[SOURCE DATA Boundary: Start]

//! Per-tick timers: respawns, despawns and energy regeneration.

use serde_json::json;
use tracing::warn;

use crate::config::BalanceConfig;
use crate::engine::EventKind;
use crate::engine::apply::Applied;
use crate::world::{AgentId, World};

/// Advance every timer by one tick.
pub(crate) fn advance_timers(world: &mut World, balance: &BalanceConfig, tick: u64, applied: &mut Applied) {
    respawn(world, balance, tick, applied);
    despawn(world, tick, applied);
    regenerate(world, balance);
}

fn respawn(world: &mut World, balance: &BalanceConfig, tick: u64, applied: &mut Applied) {
    let due: Vec<AgentId> = world
        .agents
        .values_mut()
        .filter(|a| !a.alive)
        .filter_map(|agent| {
            let left = agent.respawn_in.get_or_insert(0);
            *left = left.saturating_sub(1);
            (*left == 0).then(|| agent.id.clone())
        })
        .collect();

    for (index, id) in due.iter().enumerate() {
        let Some(home) = world.agent(id).map(|a| a.spawn) else {
            continue;
        };
        let at = if world.is_open(home) {
            Some(home)
        } else {
            world.find_spawn(tick.wrapping_mul(31).wrapping_add(index as u64))
        };
        let Some(at) = at else {
            warn!(tick, agent = %id, "no open tile to respawn on, retrying next tick");
            continue;
        };
        if let Some(agent) = world.agent_mut(id) {
            agent.respawn(at, balance.agent.starting_energy);
            applied.events.push((EventKind::AgentRespawned, Some(id.clone()), json!({ "at": at })));
        }
    }
}

fn despawn(world: &mut World, tick: u64, applied: &mut Applied) {
    let expired: Vec<_> = world
        .objects
        .values()
        .filter(|o| o.despawn_at.is_some_and(|at| at <= tick))
        .map(|o| (o.id, o.position))
        .collect();
    for (id, at) in expired {
        world.remove_object(id);
        applied.touched.remove(&id);
        applied.removed.push((id, at));
    }
}

fn regenerate(world: &mut World, balance: &BalanceConfig) {
    let per_tiles = balance.agent.tiles_per_energy.max(1) as usize;
    let bonuses: Vec<(AgentId, u32)> = world
        .live_agents()
        .map(|a| {
            let territory = u32::try_from(world.map.count_owned(&a.id) / per_tiles).unwrap_or(u32::MAX);
            let total = balance
                .agent
                .energy_regen
                .saturating_add(territory)
                .saturating_add(a.inventory.trinket_regen());
            (a.id.clone(), total)
        })
        .collect();
    for (id, gain) in bonuses {
        if let Some(agent) = world.agent_mut(&id) {
            agent.energy = agent.energy.saturating_add(gain).min(agent.max_energy);
        }
    }
}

[SOURCE DATA Boundary: End]

** REQUIREMENT **
Pull every line containing "home" from the entries above and copy it.

** WRITTEN ANSWER **
        let Some(home) = world.agent(id).map(|a| a.spawn) else {
        let at = if world.is_open(home) {
            Some(home)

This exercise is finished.